Ik klikte op het artikel dit artikel (via @joandewinne) en werd verrast. Het vat een boek over Mastery samen. (Ik heb alleen de tips overgenomen).

Wat dingetjes vielen op hun plek. Zoals waarom ik zo blij ben dat een goeie studente toch weggaat omdat een andere opleiding beter past bij wie zij is. (en waarom ik dus zo boos kan worden op het meten van propedeuserendementen). Het onderbouwt namelijk mijn gevoel:

“Om ergens echt goed in te worden moet het bij je passen en hou je ervan”.

What does it take to become a master at your craft? Is genius innate, or can it be learned?

In his book, “Mastery,” Robert Greene draws from the latest research, interviews modern masters, and examines the lives of former greats like Albert Einstein, Leonardo da Vinci, and Mozart to discover what it takes to achieve excellence. He argues that success is within anyone’s reach, if they have discipline, patience, and follow a number of important steps.

  1. Find your life’s task. Many people have an intense feeling about what they’re best at. Too often, they’re driven away from it by other people. The first step is to trust yourself and aim your career path at what’s unique about you.
  2. Rather than compete in a crowded field, find a niche where you can dominate.
  3. Rebel against the wrong path, and use that anger as motivation.
  4. Love your subject at a very basic level.
  5. Find the ideal apprenticeship.
  6. Engage in deep observation, practice incessantly, and experiment.
  7. Value learning over money so you’re not a slave to everyone’s opinion.
  8. Revert to a feeling of inferiority in order to truly learn.
  9. Engage in intense practice and lean toward resistance and pain.
  10. Rely on trial and error more than anything.
  11. Absorb a master’s power.
  12. Choose a mentor who will intensely challenge you.
  13. Absorb your master’s knowledge completely — and then transform it.
  14. Create a back-and-forth dynamic with all of your relationships.
  15. Master social intelligence.
  16. Accept criticism and adapt to power structures and society.
  17. Meticulously craft your persona.
  18. Suffer fools, and learn to exploit them.
  19. Awaken the dimensional mind, and be bold. The key to mastery is rejecting conservatism and becoming increasingly bold.
  20. Absorb everything, and then let your brain make connections for you.
  21. Avoid putting things into familiar categories.
  22. Don’t let impatience derail your plans.
  23. Value mechanical and abstract intelligence equally.
  24. Avoid “technical lock,” or getting wrapped up in technical artistry instead of the real problem.
  25. Fuse the intuitive and the rational. This is the final step. Deep immersion in a particular field, experience in an apprenticeship, time under a mentor, and unlocking creative potential create an extraordinary depth of knowledge and an ability to quickly and instinctively respond to any situation. Combining that instinct with rational processes allows people to achieve their greatest potential, to become masters.
  26. Shape your world around your strengths.
  27. Know that practice is just as important as innate skill.

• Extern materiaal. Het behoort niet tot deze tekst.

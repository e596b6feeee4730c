//! Mounted volumes and their free space.
//!
//! The volume list is rescanned on the tick every few ticks. Space figures
//! come from `statvfs`, which can hang on network mounts, so they are
//! queried on the blocking pool and land through a deferred update. At most
//! one query is in flight at a time.

use std::collections::BTreeMap;
use std::sync::atomic::{AtomicBool, Ordering};
use std::sync::Arc;

use sysinfo::Disks;
use tracing::debug;

use sysstat_core::{
    property_path, AggregateSpec, ObjectMatch, SensorContainer, SensorInfo, SensorObject, SensorProperty,
    SensorValue, Unit, ValueType,
};

use super::{assign_object_ids, AGGREGATE_OBJECT, RESCAN_TICKS};
use crate::provider::{DeferredValues, ProviderContext, ProviderError, SensorProvider};

const CONTAINER: &str = "disk";

pub struct DiskProvider {
    disks: Disks,

    /// Object id → mount point
    volumes: BTreeMap<String, String>,

    in_flight: Arc<AtomicBool>,
    ticks: u64,
}

impl DiskProvider {
    pub fn new() -> Self {
        Self {
            disks: Disks::new(),
            volumes: BTreeMap::new(),
            in_flight: Arc::new(AtomicBool::new(false)),
            ticks: 0,
        }
    }

    /// Mount points currently present, keyed by object id.
    fn scan(&mut self) -> BTreeMap<String, String> {
        self.disks.refresh_list();
        let mounts: Vec<String> = self
            .disks
            .list()
            .iter()
            .map(|disk| disk.mount_point().to_string_lossy().into_owned())
            .collect();
        assign_object_ids(mounts.iter().map(String::as_str), &self.volumes)
    }

    fn sync_volumes(&mut self, ctx: &mut ProviderContext<'_>) -> Result<(), ProviderError> {
        // The tree is authoritative if an earlier failed tick was rolled back.
        self.volumes.retain(|id, _| ctx.has_object(CONTAINER, id));
        let current = self.scan();

        let gone: Vec<String> = ctx
            .object_ids(CONTAINER)
            .into_iter()
            .filter(|id| id != AGGREGATE_OBJECT && !current.contains_key(id))
            .collect();
        for id in gone {
            debug!(volume = %id, "Volume unmounted");
            ctx.remove_object(CONTAINER, &id)?;
            self.volumes.remove(&id);
        }

        for (id, mount) in current {
            if !ctx.has_object(CONTAINER, &id) {
                debug!(volume = %id, mount = %mount, "Volume mounted");
                ctx.add_object(CONTAINER, volume_object(&id, &mount))?;
            }
            self.volumes.insert(id, mount);
        }

        Ok(())
    }

    /// Copies each object's total into the max of its used/free sensors.
    fn sync_maxima(&self, ctx: &mut ProviderContext<'_>) -> Result<(), ProviderError> {
        let objects = self
            .volumes
            .keys()
            .map(String::as_str)
            .chain(std::iter::once(AGGREGATE_OBJECT));

        for object in objects {
            let total = ctx
                .tree()
                .resolve(&property_path(CONTAINER, object, "total"))
                .and_then(|p| p.value())
                .and_then(SensorValue::as_f64);

            if let Some(total) = total {
                ctx.set_max(&property_path(CONTAINER, object, "used"), total)?;
                ctx.set_max(&property_path(CONTAINER, object, "free"), total)?;
            }
        }

        Ok(())
    }

    fn start_query(&self, ctx: &ProviderContext<'_>) {
        if self.in_flight.swap(true, Ordering::AcqRel) {
            return;
        }

        let volumes = self.volumes.clone();
        let in_flight = Arc::clone(&self.in_flight);

        let started = ctx.defer(async move {
            let result = tokio::task::spawn_blocking(move || query_space(&volumes))
                .await
                .map_err(ProviderError::deferred);
            in_flight.store(false, Ordering::Release);
            result
        });

        if !started {
            self.in_flight.store(false, Ordering::Release);
        }
    }
}

impl Default for DiskProvider {
    fn default() -> Self {
        Self::new()
    }
}

/// Reads space figures for the known volumes. Runs on the blocking pool.
fn query_space(volumes: &BTreeMap<String, String>) -> DeferredValues {
    let by_mount: BTreeMap<&str, &str> = volumes.iter().map(|(id, mount)| (mount.as_str(), id.as_str())).collect();
    let disks = Disks::new_with_refreshed_list();
    let mut values = Vec::new();

    for disk in disks.list() {
        let mount = disk.mount_point().to_string_lossy();
        let Some(id) = by_mount.get(&*mount) else {
            continue;
        };

        let total = disk.total_space();
        let free = disk.available_space();
        values.extend(space_values(id, total, free));
    }

    values
}

fn space_values(object: &str, total: u64, free: u64) -> DeferredValues {
    vec![
        (property_path(CONTAINER, object, "total"), SensorValue::UInt(total)),
        (
            property_path(CONTAINER, object, "used"),
            SensorValue::UInt(total.saturating_sub(free)),
        ),
        (property_path(CONTAINER, object, "free"), SensorValue::UInt(free)),
    ]
}

fn bytes_info(name: &str, short_name: &str) -> SensorInfo {
    SensorInfo::new(name)
        .with_short_name(short_name)
        .with_unit(Unit::Byte)
        .with_min(0.0)
        .with_value_type(ValueType::UInt)
}

fn percentages(object: SensorObject) -> SensorObject {
    object
        .with_property(SensorProperty::percentage("usedPercent", "Percentage Used", "used"))
        .with_property(SensorProperty::percentage("freePercent", "Percentage Free", "free"))
}

fn volume_object(id: &str, mount: &str) -> SensorObject {
    let object = SensorObject::new(id, mount)
        .with_property(SensorProperty::new("total", bytes_info("Total Space", "Total").with_prefix(mount)))
        .with_property(SensorProperty::new("used", bytes_info("Used Space", "Used").with_prefix(mount)))
        .with_property(SensorProperty::new("free", bytes_info("Free Space", "Free").with_prefix(mount)));
    percentages(object)
}

fn aggregate_object() -> SensorObject {
    let sum = |id: &str, name: &str, short: &str| {
        SensorProperty::aggregate(
            id,
            bytes_info(name, short).with_prefix("All Disks"),
            AggregateSpec::new(ObjectMatch::All, id),
        )
    };

    let object = SensorObject::new(AGGREGATE_OBJECT, "All Disks")
        .with_property(sum("total", "Total Space", "Total"))
        .with_property(sum("used", "Used Space", "Used"))
        .with_property(sum("free", "Free Space", "Free"));
    percentages(object)
}

impl SensorProvider for DiskProvider {
    fn name(&self) -> &str {
        CONTAINER
    }

    fn containers(&mut self) -> Vec<SensorContainer> {
        vec![SensorContainer::new(CONTAINER, "Disks").with_object(aggregate_object())]
    }

    fn update(&mut self, ctx: &mut ProviderContext<'_>) -> Result<(), ProviderError> {
        if self.ticks % RESCAN_TICKS == 0 {
            self.sync_volumes(ctx)?;
        }
        self.ticks += 1;

        self.sync_maxima(ctx)?;

        if ctx.is_container_subscribed(CONTAINER) {
            self.start_query(ctx);
        }
        Ok(())
    }
}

Achievement through thousands of hours of practice seems so ordinary somehow. But it’s how most people become masters.

Voor punt 1 zag ik gister een prachtige video (via @numentum):

En voor punt 4 vraag ik me af. Kan je houden van “het vak bedrijfseconoom/accountant” on a basic level. Wat is het dan waar je van houdt?

En als ik me dan afvraag wat ik hiermee wil voor mijn expeditie. Dan gaat dat over punt 11,12 en 13. Aanreiken van “excellent source of knowledge”, intensely challenge (kritisch denken), absorbing everything, and then going beyond (betekenis geven).